For Erdogan, local elections are matter of national survival

FILE- In this file photo dated March 4, 2019, A woman walks past posters showing Binali Yildirim, left, the mayoral candidate for Istanbul of Turkey's President Recep Tayyip Erdogan's ruling Justice and Development Party's (AKP) and the candidate of Republican People's Party (CHP), Ekrem Imamoglu, right, in Istanbul, ahead of local elections scheduled for March 31. For Turkey's President Recep Tayyip Erdogan, the local elections are not just a vote to decide who should collect the garbage and maintain roads, they are about Turkey's future national "survival." (AP Photo/Emrah Gurel, File)

FILE-In this Sunday, March 24, 2019 file photo, some thousands of supporters of pro-Kurdish Peoples' Democratic Party, or HDP, gather to celebrate the Kurdish New Year and to attend a campaign rally in Istanbul, ahead of local elections scheduled for March 31, 2019. Millions of Kurdish votes could be crucial in determining the outcome of the elections being held amid a heavy government crackdown on the HDP for alleged links to outlawed Kurdish militants.(AP Photo/Emrah Gurel, File)

For Turkish President Recep Tayyip Erdogan, Sunday's local elections are not just a vote to decide who should collect the garbage and maintain roads — they are about Turkey's future national "survival."
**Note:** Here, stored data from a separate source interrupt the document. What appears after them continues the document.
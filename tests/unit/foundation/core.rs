use super::*;

#[test]
fn viewport_rejects_empty_dimensions() {
    assert!(Viewport::new(0, 10).is_err());
    assert!(Viewport::new(10, 0).is_err());
    let v = Viewport::new(1280, 720).unwrap();
    assert_eq!(v.center_x(), 640.0);
    assert_eq!(v.bounds(), Rect::new(0.0, 0.0, 1280.0, 720.0));
}

#[test]
fn hex_colours_parse_with_and_without_alpha() {
    assert_eq!(
        Rgba8::from_hex("#3c99dc").unwrap(),
        Rgba8::opaque(0x3c, 0x99, 0xdc)
    );
    assert_eq!(
        Rgba8::from_hex("#ff007f80").unwrap(),
        Rgba8::opaque(0xff, 0x00, 0x7f).with_alpha(0x80)
    );
    assert!(Rgba8::from_hex("3c99dc").is_err());
    assert!(Rgba8::from_hex("#3c99d").is_err());
    assert!(Rgba8::from_hex("#zz99dc").is_err());
}

#[test]
fn colour_display_is_lowercase_hex() {
    assert_eq!(Rgba8::opaque(0x00, 0xff, 0xcc).to_string(), "#00ffcc");
    assert_eq!(Rgba8::opaque(1, 2, 3).with_alpha(4).to_string(), "#01020304");
}

#[test]
fn default_palette_is_the_dashboard_palette() {
    let hex: Vec<String> = Palette::DEFAULT
        .colors()
        .iter()
        .map(ToString::to_string)
        .collect();
    assert_eq!(hex, ["#1c1c3c", "#3c99dc", "#ff007f", "#00ffcc"]);
}

#[test]
fn palette_serializes_as_hex_array() {
    let json = serde_json::to_string(&Palette::DEFAULT).unwrap();
    assert_eq!(json, r##"["#1c1c3c","#3c99dc","#ff007f","#00ffcc"]"##);
    let back: Palette = serde_json::from_str(&json).unwrap();
    assert_eq!(back, Palette::DEFAULT);
}

struct Fixed(usize);

impl ColorSource for Fixed {
    fn next_index(&mut self, _len: usize) -> usize {
        self.0
    }
}

#[test]
fn pick_uses_the_source_index() {
    assert_eq!(Palette::DEFAULT.pick(&mut Fixed(2)), Palette::DEFAULT.0[2]);
    // Out-of-range indices from a misbehaving source clamp to the last entry.
    assert_eq!(Palette::DEFAULT.pick(&mut Fixed(9)), Palette::DEFAULT.0[3]);
}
After 17 years in office, the Turkish leader has a tight grip on power, but he is campaigning hard for a strong mandate that he says he needs to protect Turkey against threats from domestic and foreign enemies and to press ahead with military operations against Kurdish militants inside Turkey as well as in Syria and Iraq.

Analysts say the rhetoric is aimed at diverting attention away from rising inflation, a sharp increase in food prices and high unemployment that has hit his traditional low-income voter base particularly hard.